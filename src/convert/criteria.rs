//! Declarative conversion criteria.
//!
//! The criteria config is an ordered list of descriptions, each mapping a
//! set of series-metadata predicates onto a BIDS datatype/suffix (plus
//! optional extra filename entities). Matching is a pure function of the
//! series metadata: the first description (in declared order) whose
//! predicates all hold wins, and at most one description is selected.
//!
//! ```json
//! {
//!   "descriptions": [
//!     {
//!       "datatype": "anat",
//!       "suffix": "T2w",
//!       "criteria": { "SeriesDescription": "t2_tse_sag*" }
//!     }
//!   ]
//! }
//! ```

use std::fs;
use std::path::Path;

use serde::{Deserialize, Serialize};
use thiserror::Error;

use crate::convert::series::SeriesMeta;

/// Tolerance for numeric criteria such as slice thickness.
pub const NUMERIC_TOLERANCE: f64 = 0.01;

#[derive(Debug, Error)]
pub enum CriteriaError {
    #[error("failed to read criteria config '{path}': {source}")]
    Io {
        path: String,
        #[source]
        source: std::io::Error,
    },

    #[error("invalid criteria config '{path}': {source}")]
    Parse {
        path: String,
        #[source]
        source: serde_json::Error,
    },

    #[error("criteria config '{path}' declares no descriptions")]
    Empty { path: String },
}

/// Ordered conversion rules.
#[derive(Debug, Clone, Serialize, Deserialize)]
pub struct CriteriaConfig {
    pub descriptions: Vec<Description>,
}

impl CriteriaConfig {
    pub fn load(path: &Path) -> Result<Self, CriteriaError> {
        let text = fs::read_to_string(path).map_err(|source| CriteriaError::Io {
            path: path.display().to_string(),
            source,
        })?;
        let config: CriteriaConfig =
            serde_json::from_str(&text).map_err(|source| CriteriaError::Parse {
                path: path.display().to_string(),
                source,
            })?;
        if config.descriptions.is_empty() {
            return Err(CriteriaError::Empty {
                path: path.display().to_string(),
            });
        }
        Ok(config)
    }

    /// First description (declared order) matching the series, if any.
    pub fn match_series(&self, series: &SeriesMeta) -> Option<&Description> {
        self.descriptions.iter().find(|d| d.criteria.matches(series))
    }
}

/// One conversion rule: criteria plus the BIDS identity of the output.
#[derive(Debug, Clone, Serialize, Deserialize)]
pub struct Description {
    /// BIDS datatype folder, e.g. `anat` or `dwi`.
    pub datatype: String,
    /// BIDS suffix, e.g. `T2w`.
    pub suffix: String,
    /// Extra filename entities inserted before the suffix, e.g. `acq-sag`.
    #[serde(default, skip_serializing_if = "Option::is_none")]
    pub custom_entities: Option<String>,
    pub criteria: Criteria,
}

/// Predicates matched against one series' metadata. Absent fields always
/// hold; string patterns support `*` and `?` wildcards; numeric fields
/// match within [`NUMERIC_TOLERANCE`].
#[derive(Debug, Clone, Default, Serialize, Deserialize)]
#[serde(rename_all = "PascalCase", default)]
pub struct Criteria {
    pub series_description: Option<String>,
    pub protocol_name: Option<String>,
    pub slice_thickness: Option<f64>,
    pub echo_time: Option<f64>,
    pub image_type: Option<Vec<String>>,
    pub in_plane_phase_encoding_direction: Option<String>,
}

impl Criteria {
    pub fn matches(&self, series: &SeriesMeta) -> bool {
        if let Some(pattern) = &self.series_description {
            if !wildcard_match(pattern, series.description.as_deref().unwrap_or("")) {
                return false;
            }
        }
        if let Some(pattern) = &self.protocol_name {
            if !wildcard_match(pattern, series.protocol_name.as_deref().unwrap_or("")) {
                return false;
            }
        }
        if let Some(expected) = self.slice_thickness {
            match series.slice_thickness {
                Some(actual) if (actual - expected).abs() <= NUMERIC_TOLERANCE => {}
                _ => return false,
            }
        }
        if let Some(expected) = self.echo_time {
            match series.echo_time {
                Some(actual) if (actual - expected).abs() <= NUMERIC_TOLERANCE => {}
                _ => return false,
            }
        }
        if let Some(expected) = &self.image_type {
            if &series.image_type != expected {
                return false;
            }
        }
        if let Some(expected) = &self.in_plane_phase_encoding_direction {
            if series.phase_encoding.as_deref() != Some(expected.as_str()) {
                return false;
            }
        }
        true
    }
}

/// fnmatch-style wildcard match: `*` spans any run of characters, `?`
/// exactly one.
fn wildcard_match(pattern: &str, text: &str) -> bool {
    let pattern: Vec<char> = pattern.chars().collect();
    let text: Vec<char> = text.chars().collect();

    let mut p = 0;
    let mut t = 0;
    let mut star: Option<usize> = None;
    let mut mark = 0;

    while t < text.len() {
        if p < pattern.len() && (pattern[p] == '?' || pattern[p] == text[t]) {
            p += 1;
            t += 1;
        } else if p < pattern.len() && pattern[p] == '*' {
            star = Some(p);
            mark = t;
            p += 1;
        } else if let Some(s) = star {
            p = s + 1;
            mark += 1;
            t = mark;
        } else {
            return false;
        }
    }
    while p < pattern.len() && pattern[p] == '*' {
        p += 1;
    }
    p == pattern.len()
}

EXERCISE DETAILS:
Write out the material again, matching every line.

RESPONSE:
filename src/convert/criteria.rs
//! Declarative conversion criteria.
//!
//! The criteria config is an ordered list of descriptions, each mapping a
//! set of series-metadata predicates onto a BIDS datatype/suffix (plus
//! optional extra filename entities). Matching is a pure function of the
//! series metadata: the first description (in declared order) whose
//! predicates all hold wins, and at most one description is selected.
//!
//! ```json
//! {
//!   "descriptions": [
//!     {
//!       "datatype": "anat",
//!       "suffix": "T2w",
//!       "criteria": { "SeriesDescription": "t2_tse_sag*" }
//!     }
//!   ]
//! }
//! ```

use std::fs;
use std::path::Path;

use serde::{Deserialize, Serialize};
use thiserror::Error;

use crate::convert::series::SeriesMeta;

/// Tolerance for numeric criteria such as slice thickness.
pub const NUMERIC_TOLERANCE: f64 = 0.01;

#[derive(Debug, Error)]
pub enum CriteriaError {
    #[error("failed to read criteria config '{path}': {source}")]
    Io {
        path: String,
        #[source]
        source: std::io::Error,
    },

    #[error("invalid criteria config '{path}': {source}")]
    Parse {
        path: String,
        #[source]
        source: serde_json::Error,
    },

    #[error("criteria config '{path}' declares no descriptions")]
    Empty { path: String },
}

/// Ordered conversion rules.
#[derive(Debug, Clone, Serialize, Deserialize)]
pub struct CriteriaConfig {
    pub descriptions: Vec<Description>,
}

impl CriteriaConfig {
    pub fn load(path: &Path) -> Result<Self, CriteriaError> {
        let text = fs::read_to_string(path).map_err(|source| CriteriaError::Io {
            path: path.display().to_string(),
            source,
        })?;
        let config: CriteriaConfig =
            serde_json::from_str(&text).map_err(|source| CriteriaError::Parse {
                path: path.display().to_string(),
                source,
            })?;
        if config.descriptions.is_empty() {
            return Err(CriteriaError::Empty {
                path: path.display().to_string(),
            });
        }
        Ok(config)
    }

    /// First description (declared order) matching the series, if any.
    pub fn match_series(&self, series: &SeriesMeta) -> Option<&Description> {
        self.descriptions.iter().find(|d| d.criteria.matches(series))
    }
}

/// One conversion rule: criteria plus the BIDS identity of the output.
#[derive(Debug, Clone, Serialize, Deserialize)]
pub struct Description {
    /// BIDS datatype folder, e.g. `anat` or `dwi`.
    pub datatype: String,
    /// BIDS suffix, e.g. `T2w`.
    pub suffix: String,
    /// Extra filename entities inserted before the suffix, e.g. `acq-sag`.
    #[serde(default, skip_serializing_if = "Option::is_none")]
    pub custom_entities: Option<String>,
    pub criteria: Criteria,
}

/// Predicates matched against one series' metadata. Absent fields always
/// hold; string patterns support `*` and `?` wildcards; numeric fields
/// match within [`NUMERIC_TOLERANCE`].
#[derive(Debug, Clone, Default, Serialize, Deserialize)]
#[serde(rename_all = "PascalCase", default)]
pub struct Criteria {
    pub series_description: Option<String>,
    pub protocol_name: Option<String>,
    pub slice_thickness: Option<f64>,
    pub echo_time: Option<f64>,
    pub image_type: Option<Vec<String>>,
    pub in_plane_phase_encoding_direction: Option<String>,
}

impl Criteria {
    pub fn matches(&self, series: &SeriesMeta) -> bool {
        if let Some(pattern) = &self.series_description {
            if !wildcard_match(pattern, series.description.as_deref().unwrap_or("")) {
                return false;
            }
        }
        if let Some(pattern) = &self.protocol_name {
            if !wildcard_match(pattern, series.protocol_name.as_deref().unwrap_or("")) {
                return false;
            }
        }
        if let Some(expected) = self.slice_thickness {
            match series.slice_thickness {
                Some(actual) if (actual - expected).abs() <= NUMERIC_TOLERANCE => {}
                _ => return false,
            }
        }
        if let Some(expected) = self.echo_time {
            match series.echo_time {
                Some(actual) if (actual - expected).abs() <= NUMERIC_TOLERANCE => {}
                _ => return false,
            }
        }
        if let Some(expected) = &self.image_type {
            if &series.image_type != expected {
                return false;
            }
        }
        if let Some(expected) = &self.in_plane_phase_encoding_direction {
            if series.phase_encoding.as_deref() != Some(expected.as_str()) {
                return false;
            }
        }
        true
    }
}

/// fnmatch-style wildcard match: `*` spans any run of characters, `?`
/// exactly one.
fn wildcard_match(pattern: &str, text: &str) -> bool {
    let pattern: Vec<char> = pattern.chars().collect();
    let text: Vec<char> = text.chars().collect();

    let mut p = 0;
    let mut t = 0;
    let mut star: Option<usize> = None;
    let mut mark = 0;

    while t < text.len() {
        if p < pattern.len() && (pattern[p] == '?' || pattern[p] == text[t]) {
            p += 1;
            t += 1;
        } else if p < pattern.len() && pattern[p] == '*' {
            star = Some(p);
            mark = t;
            p += 1;
        } else if let Some(s) = star {
            p = s + 1;
            mark += 1;
            t = mark;
        } else {
            return false;
        }
    }
    while p < pattern.len() && pattern[p] == '*' {
        p += 1;
    }
    p == pattern.len()
}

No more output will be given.